TASK OBJECTIVE> Your task is to copy the stretch of lines in the records below that begins with the line containing "filename src/sim/enemy.rs" and ends with the line containing "use crate::tuning::Tuning;", exactly as written, with nothing added.

Dataset records>
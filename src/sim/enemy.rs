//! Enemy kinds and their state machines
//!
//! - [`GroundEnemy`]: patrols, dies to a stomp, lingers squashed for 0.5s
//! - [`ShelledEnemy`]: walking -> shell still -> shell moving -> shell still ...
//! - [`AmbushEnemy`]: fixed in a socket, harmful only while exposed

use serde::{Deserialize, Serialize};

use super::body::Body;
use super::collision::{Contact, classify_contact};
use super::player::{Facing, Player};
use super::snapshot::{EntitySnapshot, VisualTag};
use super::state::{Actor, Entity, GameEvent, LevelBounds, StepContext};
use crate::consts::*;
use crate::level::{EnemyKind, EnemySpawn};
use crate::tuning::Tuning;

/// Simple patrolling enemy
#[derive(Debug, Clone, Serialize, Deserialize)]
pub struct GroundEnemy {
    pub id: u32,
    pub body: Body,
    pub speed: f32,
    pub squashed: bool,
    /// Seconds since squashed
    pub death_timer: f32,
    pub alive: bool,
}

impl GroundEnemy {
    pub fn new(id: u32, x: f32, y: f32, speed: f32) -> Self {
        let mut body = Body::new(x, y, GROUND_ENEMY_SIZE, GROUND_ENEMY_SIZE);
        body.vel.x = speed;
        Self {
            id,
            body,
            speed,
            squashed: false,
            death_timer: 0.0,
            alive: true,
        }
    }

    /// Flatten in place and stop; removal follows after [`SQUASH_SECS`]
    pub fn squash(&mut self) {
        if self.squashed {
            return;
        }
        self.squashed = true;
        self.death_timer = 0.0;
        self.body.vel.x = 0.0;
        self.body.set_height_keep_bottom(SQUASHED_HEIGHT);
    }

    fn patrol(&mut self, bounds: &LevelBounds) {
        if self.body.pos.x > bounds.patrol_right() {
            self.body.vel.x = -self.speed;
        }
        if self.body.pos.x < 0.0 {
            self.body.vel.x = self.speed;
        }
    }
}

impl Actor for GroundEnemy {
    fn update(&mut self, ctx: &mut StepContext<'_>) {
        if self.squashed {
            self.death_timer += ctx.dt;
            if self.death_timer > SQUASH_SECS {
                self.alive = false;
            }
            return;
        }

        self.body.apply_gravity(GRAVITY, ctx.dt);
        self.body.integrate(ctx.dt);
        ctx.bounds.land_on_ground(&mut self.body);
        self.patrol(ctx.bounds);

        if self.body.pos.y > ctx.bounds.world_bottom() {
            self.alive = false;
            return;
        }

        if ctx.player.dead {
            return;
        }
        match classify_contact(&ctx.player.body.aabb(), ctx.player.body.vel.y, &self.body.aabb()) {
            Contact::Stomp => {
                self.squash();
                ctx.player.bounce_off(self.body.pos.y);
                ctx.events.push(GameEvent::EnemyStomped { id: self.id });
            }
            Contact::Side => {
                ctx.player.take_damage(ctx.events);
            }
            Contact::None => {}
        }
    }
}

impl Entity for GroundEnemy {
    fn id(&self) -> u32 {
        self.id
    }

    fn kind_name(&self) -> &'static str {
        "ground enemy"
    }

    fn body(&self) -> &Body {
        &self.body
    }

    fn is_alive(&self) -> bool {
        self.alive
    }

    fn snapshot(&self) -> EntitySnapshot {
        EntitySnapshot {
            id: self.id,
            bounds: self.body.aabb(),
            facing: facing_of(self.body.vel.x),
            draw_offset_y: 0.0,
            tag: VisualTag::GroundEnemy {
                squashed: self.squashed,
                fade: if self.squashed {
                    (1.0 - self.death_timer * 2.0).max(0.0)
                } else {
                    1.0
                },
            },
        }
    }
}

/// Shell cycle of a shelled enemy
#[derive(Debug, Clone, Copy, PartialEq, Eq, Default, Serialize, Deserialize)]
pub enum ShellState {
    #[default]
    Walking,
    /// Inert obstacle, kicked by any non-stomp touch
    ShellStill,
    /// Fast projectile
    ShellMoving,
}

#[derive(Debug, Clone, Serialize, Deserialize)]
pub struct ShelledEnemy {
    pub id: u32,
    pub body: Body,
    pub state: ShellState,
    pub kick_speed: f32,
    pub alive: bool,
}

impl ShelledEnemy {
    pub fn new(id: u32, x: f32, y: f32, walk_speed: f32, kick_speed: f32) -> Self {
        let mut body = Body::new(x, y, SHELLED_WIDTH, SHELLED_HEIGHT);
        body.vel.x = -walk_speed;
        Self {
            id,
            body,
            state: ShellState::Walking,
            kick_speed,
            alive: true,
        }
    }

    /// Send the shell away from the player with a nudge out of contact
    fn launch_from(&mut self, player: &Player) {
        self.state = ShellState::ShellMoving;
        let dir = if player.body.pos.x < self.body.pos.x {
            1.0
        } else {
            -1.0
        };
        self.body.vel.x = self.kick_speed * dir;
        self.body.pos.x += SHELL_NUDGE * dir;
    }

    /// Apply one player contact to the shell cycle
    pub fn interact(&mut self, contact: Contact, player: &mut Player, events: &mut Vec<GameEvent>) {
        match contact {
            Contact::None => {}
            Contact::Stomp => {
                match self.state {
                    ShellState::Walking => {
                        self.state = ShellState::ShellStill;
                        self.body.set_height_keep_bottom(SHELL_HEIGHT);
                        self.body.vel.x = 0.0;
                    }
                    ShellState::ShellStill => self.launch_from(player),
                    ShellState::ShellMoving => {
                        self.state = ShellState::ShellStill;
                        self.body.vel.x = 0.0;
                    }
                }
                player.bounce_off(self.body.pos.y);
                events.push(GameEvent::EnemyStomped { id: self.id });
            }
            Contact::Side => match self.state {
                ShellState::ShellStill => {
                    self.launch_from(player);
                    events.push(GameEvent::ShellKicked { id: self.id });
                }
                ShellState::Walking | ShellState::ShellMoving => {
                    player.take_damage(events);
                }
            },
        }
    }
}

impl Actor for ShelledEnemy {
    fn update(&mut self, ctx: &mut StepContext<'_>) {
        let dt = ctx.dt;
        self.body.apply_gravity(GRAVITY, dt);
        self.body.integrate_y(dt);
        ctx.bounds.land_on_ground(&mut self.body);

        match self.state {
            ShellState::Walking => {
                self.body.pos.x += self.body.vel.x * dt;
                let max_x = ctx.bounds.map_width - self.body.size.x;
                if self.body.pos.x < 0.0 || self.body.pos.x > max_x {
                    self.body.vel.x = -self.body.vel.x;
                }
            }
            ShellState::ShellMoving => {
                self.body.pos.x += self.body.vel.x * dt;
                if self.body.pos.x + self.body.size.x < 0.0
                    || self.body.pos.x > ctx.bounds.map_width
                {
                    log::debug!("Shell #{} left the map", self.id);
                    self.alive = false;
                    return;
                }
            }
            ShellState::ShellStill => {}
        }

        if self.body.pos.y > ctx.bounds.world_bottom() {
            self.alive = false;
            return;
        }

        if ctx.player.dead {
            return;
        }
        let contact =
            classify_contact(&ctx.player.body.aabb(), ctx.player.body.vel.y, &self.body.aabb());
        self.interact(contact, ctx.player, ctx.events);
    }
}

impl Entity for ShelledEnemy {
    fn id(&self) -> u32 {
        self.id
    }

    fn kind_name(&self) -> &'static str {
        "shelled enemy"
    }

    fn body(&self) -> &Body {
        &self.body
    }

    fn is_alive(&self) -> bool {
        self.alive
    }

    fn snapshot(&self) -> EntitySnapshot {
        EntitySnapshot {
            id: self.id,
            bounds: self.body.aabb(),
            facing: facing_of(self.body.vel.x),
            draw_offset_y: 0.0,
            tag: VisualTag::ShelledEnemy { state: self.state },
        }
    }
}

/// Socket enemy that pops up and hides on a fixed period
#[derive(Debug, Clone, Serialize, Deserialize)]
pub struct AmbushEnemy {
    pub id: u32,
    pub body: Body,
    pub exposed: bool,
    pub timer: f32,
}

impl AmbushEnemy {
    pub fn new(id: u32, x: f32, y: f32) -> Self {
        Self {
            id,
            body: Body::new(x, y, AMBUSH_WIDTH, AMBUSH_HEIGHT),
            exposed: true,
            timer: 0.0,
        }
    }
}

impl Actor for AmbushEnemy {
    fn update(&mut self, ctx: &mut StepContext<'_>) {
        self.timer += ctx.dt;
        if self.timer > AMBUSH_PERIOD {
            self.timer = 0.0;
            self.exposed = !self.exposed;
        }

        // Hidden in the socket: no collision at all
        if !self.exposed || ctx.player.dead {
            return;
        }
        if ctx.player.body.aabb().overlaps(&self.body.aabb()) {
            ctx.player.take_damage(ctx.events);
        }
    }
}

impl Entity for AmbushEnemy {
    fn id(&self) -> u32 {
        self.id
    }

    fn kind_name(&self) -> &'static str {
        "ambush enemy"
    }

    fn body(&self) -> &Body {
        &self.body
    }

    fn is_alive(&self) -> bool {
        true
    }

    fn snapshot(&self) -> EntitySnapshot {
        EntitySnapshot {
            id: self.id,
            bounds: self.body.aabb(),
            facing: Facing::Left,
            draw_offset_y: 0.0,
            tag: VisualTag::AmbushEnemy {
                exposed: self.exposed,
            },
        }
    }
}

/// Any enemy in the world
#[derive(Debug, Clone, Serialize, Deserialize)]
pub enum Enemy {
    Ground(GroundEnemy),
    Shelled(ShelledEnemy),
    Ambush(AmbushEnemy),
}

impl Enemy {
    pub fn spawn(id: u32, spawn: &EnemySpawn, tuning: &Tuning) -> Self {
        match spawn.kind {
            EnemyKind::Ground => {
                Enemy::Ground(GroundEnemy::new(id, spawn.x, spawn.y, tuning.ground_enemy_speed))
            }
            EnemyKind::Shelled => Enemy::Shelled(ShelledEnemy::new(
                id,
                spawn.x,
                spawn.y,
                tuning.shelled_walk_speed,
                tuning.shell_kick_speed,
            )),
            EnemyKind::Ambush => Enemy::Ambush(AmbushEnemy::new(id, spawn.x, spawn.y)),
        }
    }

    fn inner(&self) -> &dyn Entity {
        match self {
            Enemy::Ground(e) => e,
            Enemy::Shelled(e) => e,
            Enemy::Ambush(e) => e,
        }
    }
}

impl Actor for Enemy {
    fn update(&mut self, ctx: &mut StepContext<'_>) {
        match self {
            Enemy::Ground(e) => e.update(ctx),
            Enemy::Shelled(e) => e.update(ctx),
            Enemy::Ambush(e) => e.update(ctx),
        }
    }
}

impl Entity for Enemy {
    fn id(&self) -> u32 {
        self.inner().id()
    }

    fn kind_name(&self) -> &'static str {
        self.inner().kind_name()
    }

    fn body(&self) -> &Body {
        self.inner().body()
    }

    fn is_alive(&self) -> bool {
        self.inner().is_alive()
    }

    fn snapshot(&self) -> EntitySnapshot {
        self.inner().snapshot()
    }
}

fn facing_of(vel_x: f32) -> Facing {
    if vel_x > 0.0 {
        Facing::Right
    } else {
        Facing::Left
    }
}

* * *

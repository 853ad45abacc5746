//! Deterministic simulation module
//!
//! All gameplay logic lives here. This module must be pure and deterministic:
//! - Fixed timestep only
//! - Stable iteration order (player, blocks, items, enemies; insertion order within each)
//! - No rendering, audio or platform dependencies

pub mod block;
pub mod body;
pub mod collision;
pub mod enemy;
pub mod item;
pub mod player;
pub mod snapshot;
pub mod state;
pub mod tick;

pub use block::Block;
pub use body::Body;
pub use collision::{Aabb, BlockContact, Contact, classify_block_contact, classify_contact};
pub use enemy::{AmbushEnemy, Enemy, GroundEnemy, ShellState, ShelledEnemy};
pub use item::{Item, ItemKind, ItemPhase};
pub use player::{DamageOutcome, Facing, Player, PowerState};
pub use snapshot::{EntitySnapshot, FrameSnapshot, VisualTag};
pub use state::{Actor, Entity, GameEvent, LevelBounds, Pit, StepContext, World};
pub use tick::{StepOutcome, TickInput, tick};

SOLUTION FOR THIS EXERCISE>
filename src/sim/enemy.rs
//! Enemy kinds and their state machines
//!
//! - [`GroundEnemy`]: patrols, dies to a stomp, lingers squashed for 0.5s
//! - [`ShelledEnemy`]: walking -> shell still -> shell moving -> shell still ...
//! - [`AmbushEnemy`]: fixed in a socket, harmful only while exposed

use serde::{Deserialize, Serialize};

use super::body::Body;
use super::collision::{Contact, classify_contact};
use super::player::{Facing, Player};
use super::snapshot::{EntitySnapshot, VisualTag};
use super::state::{Actor, Entity, GameEvent, LevelBounds, StepContext};
use crate::consts::*;
use crate::level::{EnemyKind, EnemySpawn};
use crate::tuning::Tuning;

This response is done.